- **Activity**:
Copy, from the material below, each line that contains the word "bool".

┄┄┄┄┄┄┄┄┄┄┄┄┄┄┄┄┄┄┄┄

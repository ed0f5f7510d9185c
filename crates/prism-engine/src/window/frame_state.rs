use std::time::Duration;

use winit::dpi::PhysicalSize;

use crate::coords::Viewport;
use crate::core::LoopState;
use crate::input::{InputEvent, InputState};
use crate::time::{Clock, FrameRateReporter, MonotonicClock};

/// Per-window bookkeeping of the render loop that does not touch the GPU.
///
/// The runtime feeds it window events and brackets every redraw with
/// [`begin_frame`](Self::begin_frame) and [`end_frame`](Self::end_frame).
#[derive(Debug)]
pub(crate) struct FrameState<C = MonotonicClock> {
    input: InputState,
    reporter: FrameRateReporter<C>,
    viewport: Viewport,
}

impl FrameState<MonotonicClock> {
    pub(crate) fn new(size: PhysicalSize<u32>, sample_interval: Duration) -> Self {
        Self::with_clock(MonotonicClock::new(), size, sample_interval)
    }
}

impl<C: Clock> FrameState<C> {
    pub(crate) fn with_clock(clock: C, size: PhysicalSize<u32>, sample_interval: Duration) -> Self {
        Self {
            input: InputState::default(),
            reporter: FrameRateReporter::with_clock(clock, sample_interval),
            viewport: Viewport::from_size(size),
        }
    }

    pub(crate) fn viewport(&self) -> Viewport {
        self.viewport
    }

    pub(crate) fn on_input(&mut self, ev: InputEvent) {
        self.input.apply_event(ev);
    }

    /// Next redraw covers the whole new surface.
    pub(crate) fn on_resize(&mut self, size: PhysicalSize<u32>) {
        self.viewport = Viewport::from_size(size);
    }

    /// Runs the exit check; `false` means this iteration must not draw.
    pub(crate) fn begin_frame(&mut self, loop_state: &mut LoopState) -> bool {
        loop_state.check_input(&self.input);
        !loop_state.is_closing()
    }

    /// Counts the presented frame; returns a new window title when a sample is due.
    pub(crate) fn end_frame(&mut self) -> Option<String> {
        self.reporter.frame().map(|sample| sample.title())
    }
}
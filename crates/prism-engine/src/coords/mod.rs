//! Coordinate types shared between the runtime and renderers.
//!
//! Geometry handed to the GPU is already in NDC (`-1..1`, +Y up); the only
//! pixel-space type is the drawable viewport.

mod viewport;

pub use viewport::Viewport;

┄┄┄┄┄┄┄┄┄┄┄┄┄┄┄┄┄┄┄┄

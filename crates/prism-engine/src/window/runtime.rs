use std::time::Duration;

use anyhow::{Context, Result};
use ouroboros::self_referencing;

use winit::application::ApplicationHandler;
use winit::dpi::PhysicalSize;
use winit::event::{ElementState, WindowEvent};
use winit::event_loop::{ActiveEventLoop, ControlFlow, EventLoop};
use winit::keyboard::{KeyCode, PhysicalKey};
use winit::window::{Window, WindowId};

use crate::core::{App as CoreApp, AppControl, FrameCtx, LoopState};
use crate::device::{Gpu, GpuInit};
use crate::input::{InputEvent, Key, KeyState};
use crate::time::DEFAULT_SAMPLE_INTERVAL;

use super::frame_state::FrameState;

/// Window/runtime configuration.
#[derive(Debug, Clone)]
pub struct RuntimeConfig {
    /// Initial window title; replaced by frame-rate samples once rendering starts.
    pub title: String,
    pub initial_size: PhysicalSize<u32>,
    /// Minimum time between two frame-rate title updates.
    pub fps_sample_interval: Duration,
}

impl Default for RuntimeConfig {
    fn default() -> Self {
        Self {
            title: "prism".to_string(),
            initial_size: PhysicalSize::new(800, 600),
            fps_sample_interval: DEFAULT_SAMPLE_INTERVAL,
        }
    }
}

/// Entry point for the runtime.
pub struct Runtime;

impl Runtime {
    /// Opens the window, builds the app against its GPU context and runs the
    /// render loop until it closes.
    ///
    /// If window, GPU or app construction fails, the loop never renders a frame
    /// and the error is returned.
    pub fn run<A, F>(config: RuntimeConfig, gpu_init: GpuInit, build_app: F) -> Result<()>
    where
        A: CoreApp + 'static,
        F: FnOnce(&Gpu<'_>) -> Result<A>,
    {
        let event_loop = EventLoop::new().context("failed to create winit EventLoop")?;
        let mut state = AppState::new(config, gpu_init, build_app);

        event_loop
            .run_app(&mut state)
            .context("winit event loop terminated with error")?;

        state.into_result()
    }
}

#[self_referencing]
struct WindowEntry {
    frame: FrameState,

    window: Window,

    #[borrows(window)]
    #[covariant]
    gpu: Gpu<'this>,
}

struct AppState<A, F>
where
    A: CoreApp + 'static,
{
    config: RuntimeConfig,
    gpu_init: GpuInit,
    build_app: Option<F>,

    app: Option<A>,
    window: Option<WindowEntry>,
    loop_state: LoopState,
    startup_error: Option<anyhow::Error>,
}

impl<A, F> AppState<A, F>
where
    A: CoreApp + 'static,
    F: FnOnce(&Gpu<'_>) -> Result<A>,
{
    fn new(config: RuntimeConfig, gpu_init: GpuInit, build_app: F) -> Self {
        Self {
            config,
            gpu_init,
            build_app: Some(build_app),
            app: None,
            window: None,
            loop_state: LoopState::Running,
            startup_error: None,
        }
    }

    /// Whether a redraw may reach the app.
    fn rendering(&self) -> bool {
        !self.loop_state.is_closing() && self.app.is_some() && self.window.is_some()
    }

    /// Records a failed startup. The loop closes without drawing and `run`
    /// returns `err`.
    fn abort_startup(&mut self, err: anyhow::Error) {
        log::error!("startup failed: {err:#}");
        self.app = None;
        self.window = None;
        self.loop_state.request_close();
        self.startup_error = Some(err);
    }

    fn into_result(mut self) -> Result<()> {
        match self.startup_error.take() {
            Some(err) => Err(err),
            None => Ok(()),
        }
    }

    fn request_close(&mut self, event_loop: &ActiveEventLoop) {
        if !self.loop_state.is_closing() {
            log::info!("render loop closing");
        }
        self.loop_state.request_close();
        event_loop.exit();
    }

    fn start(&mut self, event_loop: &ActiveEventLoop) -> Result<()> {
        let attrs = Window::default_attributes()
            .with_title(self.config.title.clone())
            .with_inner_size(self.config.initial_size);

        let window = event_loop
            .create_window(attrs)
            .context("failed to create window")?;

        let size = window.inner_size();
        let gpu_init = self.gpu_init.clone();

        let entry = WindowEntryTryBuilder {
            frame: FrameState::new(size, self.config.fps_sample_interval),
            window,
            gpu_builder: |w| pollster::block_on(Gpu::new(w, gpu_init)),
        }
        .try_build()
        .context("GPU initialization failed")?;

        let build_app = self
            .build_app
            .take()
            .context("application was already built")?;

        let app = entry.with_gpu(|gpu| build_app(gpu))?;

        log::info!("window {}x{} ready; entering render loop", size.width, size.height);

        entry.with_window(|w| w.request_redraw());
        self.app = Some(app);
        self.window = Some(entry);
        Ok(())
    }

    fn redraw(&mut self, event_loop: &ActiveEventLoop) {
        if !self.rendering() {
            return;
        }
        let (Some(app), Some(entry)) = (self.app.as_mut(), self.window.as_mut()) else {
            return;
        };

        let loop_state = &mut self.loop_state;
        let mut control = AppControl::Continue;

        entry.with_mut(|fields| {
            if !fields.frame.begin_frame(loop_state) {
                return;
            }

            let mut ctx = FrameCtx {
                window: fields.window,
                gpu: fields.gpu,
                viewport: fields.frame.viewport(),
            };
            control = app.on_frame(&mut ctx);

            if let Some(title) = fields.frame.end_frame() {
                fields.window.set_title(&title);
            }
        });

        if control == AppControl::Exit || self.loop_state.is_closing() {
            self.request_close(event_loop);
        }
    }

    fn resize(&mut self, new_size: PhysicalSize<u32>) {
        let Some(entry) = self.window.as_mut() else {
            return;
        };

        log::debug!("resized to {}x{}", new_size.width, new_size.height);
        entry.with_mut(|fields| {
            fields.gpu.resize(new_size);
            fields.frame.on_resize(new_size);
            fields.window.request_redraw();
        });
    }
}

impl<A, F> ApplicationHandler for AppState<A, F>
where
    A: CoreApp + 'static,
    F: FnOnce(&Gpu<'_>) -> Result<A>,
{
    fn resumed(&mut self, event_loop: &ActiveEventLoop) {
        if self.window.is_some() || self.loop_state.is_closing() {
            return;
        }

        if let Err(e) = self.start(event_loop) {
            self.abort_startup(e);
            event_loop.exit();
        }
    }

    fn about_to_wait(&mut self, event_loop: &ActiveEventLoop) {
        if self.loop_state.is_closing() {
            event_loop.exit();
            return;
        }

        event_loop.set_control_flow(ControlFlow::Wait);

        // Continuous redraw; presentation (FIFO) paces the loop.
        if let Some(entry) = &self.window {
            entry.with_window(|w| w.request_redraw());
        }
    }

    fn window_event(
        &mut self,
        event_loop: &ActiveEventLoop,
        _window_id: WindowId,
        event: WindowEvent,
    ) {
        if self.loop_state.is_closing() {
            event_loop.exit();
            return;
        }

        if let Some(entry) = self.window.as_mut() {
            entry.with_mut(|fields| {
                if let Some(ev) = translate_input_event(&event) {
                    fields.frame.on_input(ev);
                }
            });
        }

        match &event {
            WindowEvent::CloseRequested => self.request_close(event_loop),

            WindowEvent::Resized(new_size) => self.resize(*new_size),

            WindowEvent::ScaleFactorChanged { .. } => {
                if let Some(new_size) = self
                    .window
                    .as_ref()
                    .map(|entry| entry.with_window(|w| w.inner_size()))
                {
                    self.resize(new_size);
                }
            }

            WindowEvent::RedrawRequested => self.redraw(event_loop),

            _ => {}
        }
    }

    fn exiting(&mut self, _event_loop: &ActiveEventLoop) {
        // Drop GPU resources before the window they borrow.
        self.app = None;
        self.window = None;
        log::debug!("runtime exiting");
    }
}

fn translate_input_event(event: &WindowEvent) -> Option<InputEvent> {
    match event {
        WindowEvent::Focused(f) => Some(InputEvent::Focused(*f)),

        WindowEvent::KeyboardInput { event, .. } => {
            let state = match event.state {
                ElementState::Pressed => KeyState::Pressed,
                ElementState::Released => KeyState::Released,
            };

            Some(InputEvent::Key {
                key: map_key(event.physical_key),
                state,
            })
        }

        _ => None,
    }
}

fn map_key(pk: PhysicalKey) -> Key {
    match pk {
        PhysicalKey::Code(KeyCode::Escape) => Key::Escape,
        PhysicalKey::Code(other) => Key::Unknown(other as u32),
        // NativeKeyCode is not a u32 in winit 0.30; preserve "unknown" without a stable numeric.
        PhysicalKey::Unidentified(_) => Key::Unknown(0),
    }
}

┄┄┄┄┄┄┄┄┄┄┄┄┄┄┄┄┄┄┄┄

- **Solution for this problem**:
    pub(crate) fn begin_frame(&mut self, loop_state: &mut LoopState) -> bool {
    fn rendering(&self) -> bool {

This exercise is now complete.